Instructions to follow
For every line in the records that has the word "other", make a copy.

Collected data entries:
^^^^
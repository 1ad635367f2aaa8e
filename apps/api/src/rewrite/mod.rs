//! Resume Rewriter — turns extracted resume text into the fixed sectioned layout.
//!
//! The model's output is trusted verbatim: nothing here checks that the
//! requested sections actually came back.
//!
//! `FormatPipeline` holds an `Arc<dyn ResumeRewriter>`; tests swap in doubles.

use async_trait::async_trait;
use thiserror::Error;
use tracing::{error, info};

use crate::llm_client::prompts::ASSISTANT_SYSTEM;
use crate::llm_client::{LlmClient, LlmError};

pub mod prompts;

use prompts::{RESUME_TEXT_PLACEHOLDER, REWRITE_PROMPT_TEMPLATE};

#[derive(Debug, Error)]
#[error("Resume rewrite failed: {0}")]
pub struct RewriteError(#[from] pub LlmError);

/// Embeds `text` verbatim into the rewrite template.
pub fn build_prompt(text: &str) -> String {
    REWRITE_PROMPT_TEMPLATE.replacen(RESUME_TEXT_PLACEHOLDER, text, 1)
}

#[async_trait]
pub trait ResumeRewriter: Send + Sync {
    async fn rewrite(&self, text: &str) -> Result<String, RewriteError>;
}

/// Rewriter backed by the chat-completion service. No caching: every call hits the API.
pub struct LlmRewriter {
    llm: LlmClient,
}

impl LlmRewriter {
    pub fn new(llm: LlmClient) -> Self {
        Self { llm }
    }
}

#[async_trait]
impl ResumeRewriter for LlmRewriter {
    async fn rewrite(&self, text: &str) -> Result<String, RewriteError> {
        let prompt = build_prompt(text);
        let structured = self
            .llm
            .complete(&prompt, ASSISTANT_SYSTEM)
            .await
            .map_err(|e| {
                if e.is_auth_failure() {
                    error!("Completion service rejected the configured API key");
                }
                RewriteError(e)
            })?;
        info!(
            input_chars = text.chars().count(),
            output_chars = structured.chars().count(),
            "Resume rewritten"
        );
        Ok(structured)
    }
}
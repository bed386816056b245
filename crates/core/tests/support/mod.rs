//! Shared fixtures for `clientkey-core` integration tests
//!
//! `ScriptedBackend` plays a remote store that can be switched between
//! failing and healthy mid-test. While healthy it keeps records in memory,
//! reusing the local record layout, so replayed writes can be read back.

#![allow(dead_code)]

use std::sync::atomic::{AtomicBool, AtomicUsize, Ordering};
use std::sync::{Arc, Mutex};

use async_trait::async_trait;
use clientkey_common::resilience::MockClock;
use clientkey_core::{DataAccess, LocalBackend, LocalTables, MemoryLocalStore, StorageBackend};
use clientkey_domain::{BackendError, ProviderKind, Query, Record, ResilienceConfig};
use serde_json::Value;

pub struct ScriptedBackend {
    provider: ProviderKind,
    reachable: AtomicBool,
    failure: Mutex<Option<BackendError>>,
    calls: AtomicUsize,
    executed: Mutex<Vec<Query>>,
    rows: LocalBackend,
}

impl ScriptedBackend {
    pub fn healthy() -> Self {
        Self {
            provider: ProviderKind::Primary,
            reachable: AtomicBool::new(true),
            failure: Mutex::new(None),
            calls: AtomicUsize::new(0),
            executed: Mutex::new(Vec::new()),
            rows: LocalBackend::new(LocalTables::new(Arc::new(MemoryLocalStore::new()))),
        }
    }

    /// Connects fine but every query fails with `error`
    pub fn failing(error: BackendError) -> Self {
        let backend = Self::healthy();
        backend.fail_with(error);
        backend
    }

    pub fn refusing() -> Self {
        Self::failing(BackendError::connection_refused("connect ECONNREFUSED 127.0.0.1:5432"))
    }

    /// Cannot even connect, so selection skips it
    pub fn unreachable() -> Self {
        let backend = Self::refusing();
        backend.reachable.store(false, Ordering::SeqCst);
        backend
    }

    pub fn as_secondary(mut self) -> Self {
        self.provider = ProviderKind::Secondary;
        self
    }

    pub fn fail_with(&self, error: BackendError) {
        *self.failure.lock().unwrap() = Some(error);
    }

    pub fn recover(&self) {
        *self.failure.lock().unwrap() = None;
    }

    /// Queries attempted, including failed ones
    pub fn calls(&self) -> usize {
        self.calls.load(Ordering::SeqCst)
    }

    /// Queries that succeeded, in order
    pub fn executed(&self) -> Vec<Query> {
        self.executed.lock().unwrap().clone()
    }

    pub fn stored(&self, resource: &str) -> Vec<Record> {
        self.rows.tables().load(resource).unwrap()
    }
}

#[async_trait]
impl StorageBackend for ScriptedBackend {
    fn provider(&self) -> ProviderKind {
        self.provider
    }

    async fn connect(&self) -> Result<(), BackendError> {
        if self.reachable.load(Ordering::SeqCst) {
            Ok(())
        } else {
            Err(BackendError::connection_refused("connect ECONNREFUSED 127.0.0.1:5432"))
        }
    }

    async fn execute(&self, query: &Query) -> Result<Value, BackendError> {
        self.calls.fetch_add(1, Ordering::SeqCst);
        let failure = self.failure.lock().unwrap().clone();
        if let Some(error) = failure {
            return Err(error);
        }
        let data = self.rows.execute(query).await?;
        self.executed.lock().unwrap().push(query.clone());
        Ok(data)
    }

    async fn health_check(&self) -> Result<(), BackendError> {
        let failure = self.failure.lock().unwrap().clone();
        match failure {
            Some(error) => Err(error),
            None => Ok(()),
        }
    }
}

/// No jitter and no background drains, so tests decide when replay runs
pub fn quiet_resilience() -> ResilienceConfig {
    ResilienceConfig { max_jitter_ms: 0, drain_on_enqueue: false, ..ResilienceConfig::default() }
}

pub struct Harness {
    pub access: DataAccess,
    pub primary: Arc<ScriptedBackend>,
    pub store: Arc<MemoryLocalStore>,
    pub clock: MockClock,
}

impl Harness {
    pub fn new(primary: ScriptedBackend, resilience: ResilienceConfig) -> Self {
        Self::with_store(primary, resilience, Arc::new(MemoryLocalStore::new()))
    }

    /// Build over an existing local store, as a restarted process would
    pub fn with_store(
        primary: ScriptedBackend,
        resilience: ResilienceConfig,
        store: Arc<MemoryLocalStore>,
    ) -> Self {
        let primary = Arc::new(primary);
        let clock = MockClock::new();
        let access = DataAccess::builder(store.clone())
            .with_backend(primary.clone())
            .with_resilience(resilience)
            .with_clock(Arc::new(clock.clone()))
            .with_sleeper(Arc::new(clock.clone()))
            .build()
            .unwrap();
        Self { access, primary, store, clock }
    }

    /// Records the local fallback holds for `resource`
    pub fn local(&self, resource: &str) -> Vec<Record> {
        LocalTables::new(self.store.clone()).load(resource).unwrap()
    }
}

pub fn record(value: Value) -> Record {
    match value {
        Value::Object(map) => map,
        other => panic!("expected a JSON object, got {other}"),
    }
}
^^^^
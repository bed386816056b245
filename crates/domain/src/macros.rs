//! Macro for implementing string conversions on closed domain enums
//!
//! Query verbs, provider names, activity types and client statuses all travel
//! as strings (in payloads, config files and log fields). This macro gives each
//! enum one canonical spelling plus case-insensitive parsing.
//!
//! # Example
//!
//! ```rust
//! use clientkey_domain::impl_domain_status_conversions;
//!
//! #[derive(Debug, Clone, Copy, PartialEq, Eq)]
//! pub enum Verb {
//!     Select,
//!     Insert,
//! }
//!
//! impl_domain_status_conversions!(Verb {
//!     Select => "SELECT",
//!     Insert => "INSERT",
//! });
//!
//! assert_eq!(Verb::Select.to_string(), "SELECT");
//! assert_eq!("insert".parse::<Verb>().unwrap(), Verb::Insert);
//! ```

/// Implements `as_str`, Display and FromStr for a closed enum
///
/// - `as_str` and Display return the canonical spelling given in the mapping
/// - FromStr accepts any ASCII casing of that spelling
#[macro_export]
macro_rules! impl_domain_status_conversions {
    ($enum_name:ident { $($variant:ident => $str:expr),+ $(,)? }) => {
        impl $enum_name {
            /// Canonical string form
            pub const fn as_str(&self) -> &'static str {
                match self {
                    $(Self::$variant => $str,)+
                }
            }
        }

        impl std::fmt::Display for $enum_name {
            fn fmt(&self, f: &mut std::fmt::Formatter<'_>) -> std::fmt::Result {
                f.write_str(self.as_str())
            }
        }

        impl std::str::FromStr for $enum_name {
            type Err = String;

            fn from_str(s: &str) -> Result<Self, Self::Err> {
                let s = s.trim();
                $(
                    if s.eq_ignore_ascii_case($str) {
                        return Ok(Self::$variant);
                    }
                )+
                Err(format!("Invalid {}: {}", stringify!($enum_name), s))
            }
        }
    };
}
^^^^
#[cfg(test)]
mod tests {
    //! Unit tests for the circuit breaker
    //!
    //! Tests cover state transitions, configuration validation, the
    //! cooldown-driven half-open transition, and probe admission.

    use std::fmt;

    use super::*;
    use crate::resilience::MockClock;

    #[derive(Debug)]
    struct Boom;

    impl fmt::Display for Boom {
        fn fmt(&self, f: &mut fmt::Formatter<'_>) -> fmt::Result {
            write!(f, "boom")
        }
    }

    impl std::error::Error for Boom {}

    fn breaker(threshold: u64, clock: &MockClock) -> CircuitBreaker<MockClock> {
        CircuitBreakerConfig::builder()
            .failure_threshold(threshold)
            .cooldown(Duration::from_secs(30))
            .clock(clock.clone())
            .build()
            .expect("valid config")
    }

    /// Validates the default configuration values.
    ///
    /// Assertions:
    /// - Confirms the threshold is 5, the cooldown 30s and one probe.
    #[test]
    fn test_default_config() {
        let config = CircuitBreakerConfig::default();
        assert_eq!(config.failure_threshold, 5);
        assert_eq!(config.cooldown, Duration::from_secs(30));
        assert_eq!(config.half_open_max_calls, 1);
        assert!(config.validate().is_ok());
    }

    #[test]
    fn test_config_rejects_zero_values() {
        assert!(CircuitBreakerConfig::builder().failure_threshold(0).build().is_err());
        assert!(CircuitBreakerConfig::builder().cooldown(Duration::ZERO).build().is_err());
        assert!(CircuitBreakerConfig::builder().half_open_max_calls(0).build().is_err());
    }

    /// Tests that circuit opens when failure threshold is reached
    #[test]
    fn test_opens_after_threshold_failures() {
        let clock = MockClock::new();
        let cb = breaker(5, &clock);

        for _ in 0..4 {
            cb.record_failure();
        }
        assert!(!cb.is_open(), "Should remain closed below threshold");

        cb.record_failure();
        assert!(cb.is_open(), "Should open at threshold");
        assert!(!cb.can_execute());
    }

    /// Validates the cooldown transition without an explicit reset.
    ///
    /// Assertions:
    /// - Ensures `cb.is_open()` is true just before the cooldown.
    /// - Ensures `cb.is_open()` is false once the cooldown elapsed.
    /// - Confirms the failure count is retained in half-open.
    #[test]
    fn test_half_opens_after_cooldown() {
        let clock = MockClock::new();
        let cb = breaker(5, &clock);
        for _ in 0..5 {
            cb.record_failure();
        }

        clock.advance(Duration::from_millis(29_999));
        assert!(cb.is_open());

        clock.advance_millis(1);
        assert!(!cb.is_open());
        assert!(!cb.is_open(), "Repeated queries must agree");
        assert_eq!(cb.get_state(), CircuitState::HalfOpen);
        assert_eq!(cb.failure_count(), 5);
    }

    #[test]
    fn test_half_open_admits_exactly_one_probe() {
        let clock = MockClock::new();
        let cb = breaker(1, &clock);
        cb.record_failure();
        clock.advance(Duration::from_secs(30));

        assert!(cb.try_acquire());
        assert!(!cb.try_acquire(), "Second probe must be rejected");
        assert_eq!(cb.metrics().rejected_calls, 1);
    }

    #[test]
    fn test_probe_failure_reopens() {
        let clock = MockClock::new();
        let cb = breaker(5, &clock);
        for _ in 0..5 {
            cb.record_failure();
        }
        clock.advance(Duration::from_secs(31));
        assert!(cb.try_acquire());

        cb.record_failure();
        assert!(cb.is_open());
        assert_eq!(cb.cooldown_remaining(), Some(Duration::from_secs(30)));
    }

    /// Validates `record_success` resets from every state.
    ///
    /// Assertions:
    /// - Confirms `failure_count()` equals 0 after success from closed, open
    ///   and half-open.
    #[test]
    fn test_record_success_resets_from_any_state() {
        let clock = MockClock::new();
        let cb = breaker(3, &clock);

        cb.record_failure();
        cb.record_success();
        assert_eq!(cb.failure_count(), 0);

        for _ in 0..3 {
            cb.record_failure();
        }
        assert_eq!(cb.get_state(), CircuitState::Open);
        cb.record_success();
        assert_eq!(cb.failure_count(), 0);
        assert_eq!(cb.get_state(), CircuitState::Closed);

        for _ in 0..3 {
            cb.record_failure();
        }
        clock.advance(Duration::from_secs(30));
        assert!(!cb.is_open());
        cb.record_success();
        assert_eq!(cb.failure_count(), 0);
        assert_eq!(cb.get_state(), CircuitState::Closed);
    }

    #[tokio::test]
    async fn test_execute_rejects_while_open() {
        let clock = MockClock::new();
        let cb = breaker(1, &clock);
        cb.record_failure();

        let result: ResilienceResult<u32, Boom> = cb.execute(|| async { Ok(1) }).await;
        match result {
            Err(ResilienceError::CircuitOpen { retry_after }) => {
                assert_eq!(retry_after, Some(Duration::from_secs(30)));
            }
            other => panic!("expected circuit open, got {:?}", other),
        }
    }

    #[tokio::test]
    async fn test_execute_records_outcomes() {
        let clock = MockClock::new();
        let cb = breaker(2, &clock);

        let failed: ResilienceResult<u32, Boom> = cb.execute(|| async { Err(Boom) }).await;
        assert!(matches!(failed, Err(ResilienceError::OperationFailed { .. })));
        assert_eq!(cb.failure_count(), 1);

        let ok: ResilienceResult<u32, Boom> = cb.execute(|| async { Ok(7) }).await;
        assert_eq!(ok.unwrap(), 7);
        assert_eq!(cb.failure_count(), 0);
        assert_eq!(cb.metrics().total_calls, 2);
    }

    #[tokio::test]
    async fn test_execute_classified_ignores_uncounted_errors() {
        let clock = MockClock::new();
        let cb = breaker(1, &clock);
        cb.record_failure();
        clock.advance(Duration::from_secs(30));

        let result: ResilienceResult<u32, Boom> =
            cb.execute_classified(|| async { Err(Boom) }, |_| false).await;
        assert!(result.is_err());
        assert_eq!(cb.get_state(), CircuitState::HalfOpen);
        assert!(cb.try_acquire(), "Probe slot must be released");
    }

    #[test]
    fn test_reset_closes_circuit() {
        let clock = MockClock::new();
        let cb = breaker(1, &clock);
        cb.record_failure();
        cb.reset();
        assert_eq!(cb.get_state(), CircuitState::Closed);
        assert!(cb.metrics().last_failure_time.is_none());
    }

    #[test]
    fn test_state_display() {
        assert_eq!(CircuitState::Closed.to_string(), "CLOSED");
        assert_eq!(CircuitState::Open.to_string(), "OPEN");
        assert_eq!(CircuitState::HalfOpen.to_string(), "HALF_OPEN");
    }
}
^^^^
Answer section
        other => panic!("expected a JSON object, got {other}"),
            other => panic!("expected circuit open, got {:?}", other),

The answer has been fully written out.